Would you return every entry, exactly as it is written?

[INFORMATION PROVIDED]

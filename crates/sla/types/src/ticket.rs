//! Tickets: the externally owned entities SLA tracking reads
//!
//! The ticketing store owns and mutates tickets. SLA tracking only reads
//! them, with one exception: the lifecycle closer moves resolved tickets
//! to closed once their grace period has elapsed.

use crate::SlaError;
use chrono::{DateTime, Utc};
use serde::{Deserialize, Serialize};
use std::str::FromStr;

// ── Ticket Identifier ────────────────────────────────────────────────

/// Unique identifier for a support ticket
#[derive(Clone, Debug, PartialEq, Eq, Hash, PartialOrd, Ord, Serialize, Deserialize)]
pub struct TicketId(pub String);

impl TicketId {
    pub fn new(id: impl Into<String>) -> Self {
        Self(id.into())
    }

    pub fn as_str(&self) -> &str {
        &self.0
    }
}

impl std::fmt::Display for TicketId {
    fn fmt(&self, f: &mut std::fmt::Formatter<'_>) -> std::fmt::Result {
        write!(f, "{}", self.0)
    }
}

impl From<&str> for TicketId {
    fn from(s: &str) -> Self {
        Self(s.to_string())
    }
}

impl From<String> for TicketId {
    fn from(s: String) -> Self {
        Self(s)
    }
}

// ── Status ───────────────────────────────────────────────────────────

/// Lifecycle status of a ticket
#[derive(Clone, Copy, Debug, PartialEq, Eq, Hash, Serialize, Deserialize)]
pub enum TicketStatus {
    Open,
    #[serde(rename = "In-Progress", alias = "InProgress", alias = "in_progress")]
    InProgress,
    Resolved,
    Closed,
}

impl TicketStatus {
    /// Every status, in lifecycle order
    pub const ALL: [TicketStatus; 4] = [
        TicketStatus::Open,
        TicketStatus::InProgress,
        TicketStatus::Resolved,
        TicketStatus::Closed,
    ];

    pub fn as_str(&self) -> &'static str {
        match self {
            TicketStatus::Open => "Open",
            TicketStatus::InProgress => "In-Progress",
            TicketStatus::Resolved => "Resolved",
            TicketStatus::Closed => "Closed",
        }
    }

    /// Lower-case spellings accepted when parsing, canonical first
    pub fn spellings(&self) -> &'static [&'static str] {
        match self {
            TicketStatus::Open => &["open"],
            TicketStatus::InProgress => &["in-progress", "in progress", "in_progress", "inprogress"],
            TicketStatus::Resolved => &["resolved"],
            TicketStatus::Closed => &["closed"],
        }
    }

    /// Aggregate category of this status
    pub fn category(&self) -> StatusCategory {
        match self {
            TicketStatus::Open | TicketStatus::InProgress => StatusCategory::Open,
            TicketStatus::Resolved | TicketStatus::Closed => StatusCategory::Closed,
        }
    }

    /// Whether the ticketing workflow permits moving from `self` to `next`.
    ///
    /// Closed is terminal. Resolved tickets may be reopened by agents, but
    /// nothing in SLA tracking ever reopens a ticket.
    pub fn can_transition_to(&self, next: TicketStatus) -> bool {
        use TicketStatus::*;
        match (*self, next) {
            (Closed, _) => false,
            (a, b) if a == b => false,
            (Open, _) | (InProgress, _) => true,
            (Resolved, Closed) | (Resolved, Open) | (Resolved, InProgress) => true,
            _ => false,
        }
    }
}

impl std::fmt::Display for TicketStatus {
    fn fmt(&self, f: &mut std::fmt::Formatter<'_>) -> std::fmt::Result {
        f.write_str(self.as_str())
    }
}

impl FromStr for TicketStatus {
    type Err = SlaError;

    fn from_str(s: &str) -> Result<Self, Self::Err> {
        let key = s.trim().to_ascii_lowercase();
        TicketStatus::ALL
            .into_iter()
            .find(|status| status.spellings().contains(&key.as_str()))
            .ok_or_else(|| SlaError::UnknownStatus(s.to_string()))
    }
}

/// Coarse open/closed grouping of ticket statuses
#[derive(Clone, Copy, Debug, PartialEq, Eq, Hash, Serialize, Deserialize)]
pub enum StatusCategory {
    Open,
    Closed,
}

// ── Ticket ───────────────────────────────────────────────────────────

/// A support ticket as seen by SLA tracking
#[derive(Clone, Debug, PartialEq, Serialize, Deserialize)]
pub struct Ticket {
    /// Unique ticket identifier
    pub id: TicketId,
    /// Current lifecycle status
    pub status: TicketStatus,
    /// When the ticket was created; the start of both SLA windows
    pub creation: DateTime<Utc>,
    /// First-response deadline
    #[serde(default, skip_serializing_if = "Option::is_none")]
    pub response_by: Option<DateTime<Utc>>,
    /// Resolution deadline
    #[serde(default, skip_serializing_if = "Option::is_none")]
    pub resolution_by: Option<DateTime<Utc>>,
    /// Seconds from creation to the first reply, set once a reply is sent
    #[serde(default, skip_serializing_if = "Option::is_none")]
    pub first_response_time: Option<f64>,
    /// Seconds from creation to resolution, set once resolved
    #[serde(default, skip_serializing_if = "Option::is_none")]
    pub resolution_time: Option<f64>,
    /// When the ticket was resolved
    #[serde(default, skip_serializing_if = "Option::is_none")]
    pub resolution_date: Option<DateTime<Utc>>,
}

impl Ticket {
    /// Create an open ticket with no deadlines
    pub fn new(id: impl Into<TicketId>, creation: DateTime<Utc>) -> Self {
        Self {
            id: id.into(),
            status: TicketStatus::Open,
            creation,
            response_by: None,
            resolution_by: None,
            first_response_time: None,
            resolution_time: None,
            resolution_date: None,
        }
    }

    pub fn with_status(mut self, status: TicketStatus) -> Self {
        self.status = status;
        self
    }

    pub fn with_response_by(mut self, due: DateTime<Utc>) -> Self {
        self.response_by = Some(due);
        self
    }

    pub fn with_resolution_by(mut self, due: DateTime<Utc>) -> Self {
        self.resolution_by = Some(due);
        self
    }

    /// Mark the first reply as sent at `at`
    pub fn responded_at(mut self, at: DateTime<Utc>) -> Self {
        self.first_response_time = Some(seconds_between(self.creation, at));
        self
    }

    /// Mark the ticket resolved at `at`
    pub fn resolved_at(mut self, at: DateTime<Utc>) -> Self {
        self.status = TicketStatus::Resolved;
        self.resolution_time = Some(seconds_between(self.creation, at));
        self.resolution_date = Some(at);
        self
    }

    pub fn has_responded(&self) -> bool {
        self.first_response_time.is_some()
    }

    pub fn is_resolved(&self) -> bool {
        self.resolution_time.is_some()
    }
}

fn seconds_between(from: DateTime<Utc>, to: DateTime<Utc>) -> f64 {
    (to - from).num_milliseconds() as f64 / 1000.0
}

[/INFORMATION PROVIDED]

## ANSWER AREA
filename crates/sla/types/src/ticket.rs
//! Tickets: the externally owned entities SLA tracking reads
//!
//! The ticketing store owns and mutates tickets. SLA tracking only reads
//! them, with one exception: the lifecycle closer moves resolved tickets
//! to closed once their grace period has elapsed.

use crate::SlaError;
use chrono::{DateTime, Utc};
use serde::{Deserialize, Serialize};
use std::str::FromStr;

// ── Ticket Identifier ────────────────────────────────────────────────

/// Unique identifier for a support ticket
#[derive(Clone, Debug, PartialEq, Eq, Hash, PartialOrd, Ord, Serialize, Deserialize)]
pub struct TicketId(pub String);

impl TicketId {
    pub fn new(id: impl Into<String>) -> Self {
        Self(id.into())
    }

    pub fn as_str(&self) -> &str {
        &self.0
    }
}

impl std::fmt::Display for TicketId {
    fn fmt(&self, f: &mut std::fmt::Formatter<'_>) -> std::fmt::Result {
        write!(f, "{}", self.0)
    }
}

impl From<&str> for TicketId {
    fn from(s: &str) -> Self {
        Self(s.to_string())
    }
}

impl From<String> for TicketId {
    fn from(s: String) -> Self {
        Self(s)
    }
}

// ── Status ───────────────────────────────────────────────────────────

/// Lifecycle status of a ticket
#[derive(Clone, Copy, Debug, PartialEq, Eq, Hash, Serialize, Deserialize)]
pub enum TicketStatus {
    Open,
    #[serde(rename = "In-Progress", alias = "InProgress", alias = "in_progress")]
    InProgress,
    Resolved,
    Closed,
}

impl TicketStatus {
    /// Every status, in lifecycle order
    pub const ALL: [TicketStatus; 4] = [
        TicketStatus::Open,
        TicketStatus::InProgress,
        TicketStatus::Resolved,
        TicketStatus::Closed,
    ];

    pub fn as_str(&self) -> &'static str {
        match self {
            TicketStatus::Open => "Open",
            TicketStatus::InProgress => "In-Progress",
            TicketStatus::Resolved => "Resolved",
            TicketStatus::Closed => "Closed",
        }
    }

    /// Lower-case spellings accepted when parsing, canonical first
    pub fn spellings(&self) -> &'static [&'static str] {
        match self {
            TicketStatus::Open => &["open"],
            TicketStatus::InProgress => &["in-progress", "in progress", "in_progress", "inprogress"],
            TicketStatus::Resolved => &["resolved"],
            TicketStatus::Closed => &["closed"],
        }
    }

    /// Aggregate category of this status
    pub fn category(&self) -> StatusCategory {
        match self {
            TicketStatus::Open | TicketStatus::InProgress => StatusCategory::Open,
            TicketStatus::Resolved | TicketStatus::Closed => StatusCategory::Closed,
        }
    }

    /// Whether the ticketing workflow permits moving from `self` to `next`.
    ///
    /// Closed is terminal. Resolved tickets may be reopened by agents, but
    /// nothing in SLA tracking ever reopens a ticket.
    pub fn can_transition_to(&self, next: TicketStatus) -> bool {
        use TicketStatus::*;
        match (*self, next) {
            (Closed, _) => false,
            (a, b) if a == b => false,
            (Open, _) | (InProgress, _) => true,
            (Resolved, Closed) | (Resolved, Open) | (Resolved, InProgress) => true,
            _ => false,
        }
    }
}

impl std::fmt::Display for TicketStatus {
    fn fmt(&self, f: &mut std::fmt::Formatter<'_>) -> std::fmt::Result {
        f.write_str(self.as_str())
    }
}

impl FromStr for TicketStatus {
    type Err = SlaError;

    fn from_str(s: &str) -> Result<Self, Self::Err> {
        let key = s.trim().to_ascii_lowercase();
        TicketStatus::ALL
            .into_iter()
            .find(|status| status.spellings().contains(&key.as_str()))
            .ok_or_else(|| SlaError::UnknownStatus(s.to_string()))
    }
}

/// Coarse open/closed grouping of ticket statuses
#[derive(Clone, Copy, Debug, PartialEq, Eq, Hash, Serialize, Deserialize)]
pub enum StatusCategory {
    Open,
    Closed,
}

// ── Ticket ───────────────────────────────────────────────────────────

/// A support ticket as seen by SLA tracking
#[derive(Clone, Debug, PartialEq, Serialize, Deserialize)]
pub struct Ticket {
    /// Unique ticket identifier
    pub id: TicketId,
    /// Current lifecycle status
    pub status: TicketStatus,
    /// When the ticket was created; the start of both SLA windows
    pub creation: DateTime<Utc>,
    /// First-response deadline
    #[serde(default, skip_serializing_if = "Option::is_none")]
    pub response_by: Option<DateTime<Utc>>,
    /// Resolution deadline
    #[serde(default, skip_serializing_if = "Option::is_none")]
    pub resolution_by: Option<DateTime<Utc>>,
    /// Seconds from creation to the first reply, set once a reply is sent
    #[serde(default, skip_serializing_if = "Option::is_none")]
    pub first_response_time: Option<f64>,
    /// Seconds from creation to resolution, set once resolved
    #[serde(default, skip_serializing_if = "Option::is_none")]
    pub resolution_time: Option<f64>,
    /// When the ticket was resolved
    #[serde(default, skip_serializing_if = "Option::is_none")]
    pub resolution_date: Option<DateTime<Utc>>,
}

impl Ticket {
    /// Create an open ticket with no deadlines
    pub fn new(id: impl Into<TicketId>, creation: DateTime<Utc>) -> Self {
        Self {
            id: id.into(),
            status: TicketStatus::Open,
            creation,
            response_by: None,
            resolution_by: None,
            first_response_time: None,
            resolution_time: None,
            resolution_date: None,
        }
    }

    pub fn with_status(mut self, status: TicketStatus) -> Self {
        self.status = status;
        self
    }

    pub fn with_response_by(mut self, due: DateTime<Utc>) -> Self {
        self.response_by = Some(due);
        self
    }

    pub fn with_resolution_by(mut self, due: DateTime<Utc>) -> Self {
        self.resolution_by = Some(due);
        self
    }

    /// Mark the first reply as sent at `at`
    pub fn responded_at(mut self, at: DateTime<Utc>) -> Self {
        self.first_response_time = Some(seconds_between(self.creation, at));
        self
    }

    /// Mark the ticket resolved at `at`
    pub fn resolved_at(mut self, at: DateTime<Utc>) -> Self {
        self.status = TicketStatus::Resolved;
        self.resolution_time = Some(seconds_between(self.creation, at));
        self.resolution_date = Some(at);
        self
    }

    pub fn has_responded(&self) -> bool {
        self.first_response_time.is_some()
    }

    pub fn is_resolved(&self) -> bool {
        self.resolution_time.is_some()
    }
}

fn seconds_between(from: DateTime<Utc>, to: DateTime<Utc>) -> f64 {
    (to - from).num_milliseconds() as f64 / 1000.0
}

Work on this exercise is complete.